### Task instructions
Below are several records. Retype exactly those lines running from the one with "use super::types::ExpansionMode;" through the one with "and validated config", end lines included, and no others.

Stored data

_____

//! Config loading, validation, and utility operations.

use super::model::Config;
use super::types::ExpansionMode;
use crate::error::{EpisodicError, Result};
use crate::prompts::ExpansionPolicy;
use std::path::Path;

/// Log levels accepted by `log_level`.
const LOG_LEVELS: &[&str] = &["trace", "debug", "info", "warn", "error"];

impl Config {
    /// Load config from a YAML file.
    ///
    /// # Returns
    ///
    /// * `Ok(Config)` - Successfully loaded and validated config
    /// * `Err(EpisodicError::UserError)` - Read error, parse error or validation failure
    pub fn load<P: AsRef<Path>>(path: P) -> Result<Self> {
        let path = path.as_ref();

        let content = std::fs::read_to_string(path).map_err(|e| {
            EpisodicError::UserError(format!(
                "failed to read config file '{}': {}",
                path.display(),
                e
            ))
        })?;

        Self::from_yaml(&content)
    }

    /// Load config from `path` when given, otherwise use defaults.
    pub fn load_or_default(path: Option<&Path>) -> Result<Self> {
        match path {
            Some(path) => Self::load(path),
            None => Ok(Self::default()),
        }
    }

    /// Parse config from a YAML string.
    ///
    /// Unknown fields in the YAML are silently ignored for forward compatibility.
    pub fn from_yaml(yaml: &str) -> Result<Self> {
        let config: Config = serde_yaml::from_str(yaml)
            .map_err(|e| EpisodicError::UserError(format!("failed to parse config YAML: {}", e)))?;

        config.validate()?;
        Ok(config)
    }

    /// Validate config values and return error on invalid values.
    ///
    /// Validation rules:
    /// - `system_prompts` must be non-empty, with no blank entries
    /// - `sample_count` must be positive when `expansion` is `sampled`
    /// - `log_level` must be a known level
    pub fn validate(&self) -> Result<()> {
        if self.system_prompts.is_empty() {
            return Err(EpisodicError::UserError(
                "config validation failed: system_prompts must not be empty".to_string(),
            ));
        }

        if let Some(index) = self.system_prompts.iter().position(|p| p.trim().is_empty()) {
            return Err(EpisodicError::UserError(format!(
                "config validation failed: system_prompts[{}] is blank",
                index
            )));
        }

        if self.expansion == ExpansionMode::Sampled && self.sample_count == 0 {
            return Err(EpisodicError::UserError(
                "config validation failed: sample_count must be greater than 0".to_string(),
            ));
        }

        if !LOG_LEVELS.contains(&self.log_level.to_lowercase().as_str()) {
            return Err(EpisodicError::UserError(format!(
                "config validation failed: unknown log_level '{}' (expected one of: {})",
                self.log_level,
                LOG_LEVELS.join(", ")
            )));
        }

        Ok(())
    }

    /// The expansion policy described by `expansion` and `sample_count`.
    pub fn expansion_policy(&self) -> ExpansionPolicy {
        match self.expansion {
            ExpansionMode::CrossProduct => ExpansionPolicy::CrossProduct,
            ExpansionMode::Sampled => ExpansionPolicy::Sampled {
                count: self.sample_count,
            },
        }
    }
}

_____

### Output for this exercise
use super::types::ExpansionMode;
use crate::error::{EpisodicError, Result};
use crate::prompts::ExpansionPolicy;
use std::path::Path;

/// Log levels accepted by `log_level`.
const LOG_LEVELS: &[&str] = &["trace", "debug", "info", "warn", "error"];

impl Config {
    /// Load config from a YAML file.
    ///
    /// # Returns
    ///
    /// * `Ok(Config)` - Successfully loaded and validated config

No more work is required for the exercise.